------ Supplied records ------

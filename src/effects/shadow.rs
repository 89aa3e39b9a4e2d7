use crate::display::{CompositeArgs, DisplayServer, PictFormat, PictOp, PictureId};
use crate::effects::kernel::{GaussianMap, make_shadow};
use crate::foundation::core::Rect;
use crate::foundation::error::WincompResult;
use crate::render::binding::{ResourceGuard, SurfaceBinding};

/// Placement of a window's shadow relative to the window origin.
#[derive(Clone, Copy, Debug, Default, PartialEq, Eq, serde::Serialize, serde::Deserialize)]
pub struct ShadowGeometry {
    /// Horizontal offset from the window origin.
    pub dx: i32,
    /// Vertical offset from the window origin.
    pub dy: i32,
    /// Shadow width (window width plus twice the blur radius).
    pub width: i32,
    /// Shadow height (window height plus twice the blur radius).
    pub height: i32,
}

impl ShadowGeometry {
    /// Geometry of the shadow cast by a `width × height` window.
    pub fn for_window(width: i32, height: i32, radius: u32, offset_x: i32, offset_y: i32) -> Self {
        let r = radius as i32;
        Self {
            dx: offset_x,
            dy: offset_y,
            width: width + r * 2,
            height: height + r * 2,
        }
    }

    /// Screen rectangle of the shadow of a window at `(x, y)`.
    pub fn rect_at(&self, x: i32, y: i32) -> Rect {
        Rect::new(x + self.dx, y + self.dy, self.width, self.height)
    }
}

/// Build the colored shadow surface of a `width × height` window.
///
/// The mask is uploaded into an A8 pixmap and `color` (a repeating solid picture) is composited
/// through it into an ARGB32 pixmap. Only the ARGB pixmap and its picture survive; on any error
/// every partial resource is released before returning.
#[tracing::instrument(skip(server, map))]
pub fn build_shadow(
    server: &mut dyn DisplayServer,
    map: &GaussianMap,
    color: PictureId,
    width: i32,
    height: i32,
) -> WincompResult<SurfaceBinding> {
    let mask = make_shadow(map, 1.0, width, height)?;
    let mut guard = ResourceGuard::new(server);
    let mask_pixmap = guard.create_pixmap(8, mask.width, mask.height)?;
    let argb_pixmap = guard.create_pixmap(32, mask.width, mask.height)?;
    let mask_picture = guard.create_picture(mask_pixmap, PictFormat::A8, false)?;
    let argb_picture = guard.create_picture(argb_pixmap, PictFormat::Argb32, false)?;

    guard
        .server()
        .put_image_a8(mask_pixmap, mask.width, mask.height, &mask.data)?;
    let mut args = CompositeArgs::copy(PictOp::Src, color, argb_picture, mask.width, mask.height);
    args.mask = Some(mask_picture);
    guard.server().composite(&args);

    guard.keep_pixmap(argb_pixmap);
    guard.keep_picture(argb_picture);
    Ok(SurfaceBinding::from_parts(
        argb_pixmap,
        argb_picture,
        mask.width,
        mask.height,
    ))
}

#[cfg(test)]
#[path = "../../tests/unit/effects/shadow.rs"]
mod tests;
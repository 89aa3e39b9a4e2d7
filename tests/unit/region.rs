use super::*;

fn r(x: i32, y: i32, w: i32, h: i32) -> Rect {
    Rect::new(x, y, w, h)
}

fn disjoint(reg: &Region) -> bool {
    let rs = reg.rects();
    for i in 0..rs.len() {
        for j in (i + 1)..rs.len() {
            if rs[i].intersect(rs[j]).is_some() {
                return false;
            }
        }
    }
    true
}

#[test]
fn empty_inputs_give_empty_results() {
    let mut a = Region::new();
    a.union(&Region::new());
    assert!(a.is_empty());
    a.subtract(&Region::from_rect(r(0, 0, 5, 5)));
    assert!(a.is_empty());
    a.intersect_rect(r(0, 0, 5, 5));
    assert!(a.is_empty());
    assert!(Region::from_rect(r(0, 0, 0, 10)).is_empty());
    assert_eq!(Region::new().extents(), Rect::default());
}

#[test]
fn union_of_overlapping_rects_counts_area_once() {
    let reg = Region::from_rects([r(0, 0, 10, 10), r(5, 5, 10, 10)]);
    assert_eq!(reg.area(), 100 + 100 - 25);
    assert!(disjoint(&reg));
    assert_eq!(reg.extents(), r(0, 0, 15, 15));
}

#[test]
fn subtract_punches_a_hole() {
    let mut reg = Region::from_rect(r(0, 0, 10, 10));
    reg.subtract_rect(r(3, 3, 4, 4));
    assert_eq!(reg.area(), 100 - 16);
    assert!(!reg.contains_point(4, 4));
    assert!(reg.contains_point(0, 0));
    assert!(reg.contains_point(9, 9));
    assert!(disjoint(&reg));
}

#[test]
fn intersect_keeps_overlap_only() {
    let mut a = Region::from_rects([r(0, 0, 4, 4), r(6, 0, 4, 4)]);
    let b = Region::from_rect(r(2, 2, 6, 6));
    a.intersect(&b);
    assert_eq!(a, Region::from_rects([r(2, 2, 2, 2), r(6, 2, 2, 2)]));
}

#[test]
fn translate_moves_every_rect() {
    let reg = Region::from_rects([r(0, 0, 2, 2), r(4, 4, 1, 1)]).translated(10, -1);
    assert!(reg.contains_point(10, -1));
    assert!(reg.contains_point(14, 3));
    assert!(!reg.contains_point(0, 0));
}

#[test]
fn equality_is_point_set_equality() {
    let a = Region::from_rects([r(0, 0, 5, 10), r(5, 0, 5, 10)]);
    let b = Region::from_rect(r(0, 0, 10, 10));
    assert_eq!(a, b);
    assert_ne!(a, Region::from_rect(r(0, 0, 10, 9)));
}

#[test]
fn intersect_of_union_with_a_is_a() {
    let cases = [
        (vec![r(0, 0, 10, 10)], vec![r(5, 5, 10, 10)]),
        (vec![r(0, 0, 3, 3), r(10, 10, 2, 2)], vec![r(20, 20, 5, 5)]),
        (vec![r(-4, -4, 8, 8)], vec![r(-2, -2, 4, 4), r(3, -10, 2, 30)]),
        (vec![], vec![r(0, 0, 1, 1)]),
    ];
    for (a_rects, b_rects) in cases {
        let a = Region::from_rects(a_rects);
        let b = Region::from_rects(b_rects);
        let mut u = a.clone();
        u.union(&b);
        assert!(disjoint(&u));
        u.intersect(&a);
        assert_eq!(u, a);
    }
}

#[test]
fn subtract_then_union_restores_when_contained() {
    let whole = Region::from_rect(r(0, 0, 20, 20));
    let part = Region::from_rects([r(2, 2, 3, 3), r(10, 0, 5, 20)]);
    let mut rest = whole.minus(&part);
    assert_eq!(rest.area(), 400 - 9 - 100);
    rest.union(&part);
    assert_eq!(rest, whole);
}
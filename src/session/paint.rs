use smallvec::SmallVec;

use crate::display::DisplayServer;
use crate::foundation::core::{Margins, Rect};
use crate::region::Region;
use crate::render::backend::{RenderBackend, RenderRequest};
use crate::render::binding::BufferSource;
use crate::session::opts::CompositorOpts;
use crate::session::window::Window;

/// One window-local piece of a split paint.
#[derive(Clone, Copy, Debug, PartialEq, Eq)]
pub struct FramePiece {
    /// Area in window-local coordinates.
    pub rect: Rect,
    /// Painted at frame opacity rather than body opacity.
    pub frame: bool,
}

/// Split a `width × height` window into frame margins and body.
///
/// Margins are clamped so that together they never exceed the window; pieces with no area
/// are left out, so the result holds at most five disjoint rectangles covering the window.
pub fn frame_regions(width: i32, height: i32, margins: Margins) -> SmallVec<[FramePiece; 5]> {
    let mut out: SmallVec<[FramePiece; 5]> = SmallVec::new();
    let mut push = |x: i32, y: i32, w: i32, h: i32, frame: bool| {
        if w > 0 && h > 0 {
            out.push(FramePiece {
                rect: Rect::new(x, y, w, h),
                frame,
            });
        }
    };

    let mut body_h = height;
    let ctop = margins.top.max(0).min(body_h);
    push(0, 0, width, ctop, true);
    body_h -= ctop;

    let cbot = margins.bottom.max(0).min(body_h.max(0));
    push(0, height - cbot, width, cbot, true);
    body_h -= cbot;

    let mut body_w = width;
    let cleft = margins.left.max(0).min(body_w.max(0));
    push(0, ctop, cleft, body_h, true);
    body_w -= cleft;

    let cright = margins.right.max(0).min(body_w.max(0));
    push(width - cright, ctop, cright, body_h, true);
    body_w -= cright;

    push(cleft, ctop, body_w, body_h, false);
    out
}

/// Paint one window's body into the frame, clipped to `region`.
///
/// Returns `false` when the window had nothing paintable this frame.
pub(crate) fn paint_one(
    backend: &mut dyn RenderBackend,
    server: &mut dyn DisplayServer,
    opts: &CompositorOpts,
    w: &mut Window,
    region: &Region,
) -> bool {
    if let Err(err) = w.paint.ensure_buffer(server, BufferSource::Window(w.id)) {
        tracing::error!(window = ?w.id, %err, "failed to get window pixmap");
        return false;
    }
    if backend.uses_pictures()
        && let Err(err) = w.paint.ensure_target(server, w.pict_format())
    {
        tracing::error!(window = ?w.id, %err, "failed to create window picture");
    }

    let force = !opts.glx_no_rebind_pixmap && w.pixmap_damaged;
    if !backend.bind_texture(server, &mut w.paint, 0, 0, 0, force) {
        tracing::error!(window = ?w.id, "failed to bind window texture");
    }
    w.pixmap_damaged = false;

    if !backend.is_valid(&w.paint) {
        tracing::error!(window = ?w.id, "window has no painting data, skipped");
        return false;
    }

    let source = backend.begin_paint(
        server,
        &w.paint,
        w.width,
        w.height,
        w.has_alpha,
        w.invert_color,
    );
    let opacity = w.opacity;
    let argb = w.has_alpha || opts.force_win_blend;
    let pieces = if w.frame_opacity == 1.0 {
        SmallVec::from_elem(
            FramePiece {
                rect: Rect::new(0, 0, w.width, w.height),
                frame: false,
            },
            1,
        )
    } else {
        frame_regions(w.width, w.height, w.frame_extents())
    };
    for piece in &pieces {
        let piece_opacity = if piece.frame {
            w.frame_opacity * opacity
        } else {
            opacity
        };
        backend.render(
            server,
            &source,
            &RenderRequest {
                src_x: piece.rect.x,
                src_y: piece.rect.y,
                dst_x: w.x + piece.rect.x,
                dst_y: w.y + piece.rect.y,
                width: piece.rect.width,
                height: piece.rect.height,
                opacity: piece_opacity,
                argb,
                region,
            },
        );
    }
    backend.end_paint(server, source);

    if w.dim {
        let mut dim = opts.dim.inactive;
        if !opts.dim.fixed {
            dim *= opacity;
        }
        backend.dim(server, w.rect(), dim, region);
    }
    true
}

#[cfg(test)]
#[path = "../../tests/unit/session/paint.rs"]
mod tests;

------

_Your objective_
Repeat, exactly as they stand above, the lines from the line with "Build the colored" to the line with "on any error", both lines included.

_Finished exercise_
/// Build the colored shadow surface of a `width × height` window.
///
/// The mask is uploaded into an A8 pixmap and `color` (a repeating solid picture) is composited
/// through it into an ARGB32 pixmap. Only the ARGB pixmap and its picture survive; on any error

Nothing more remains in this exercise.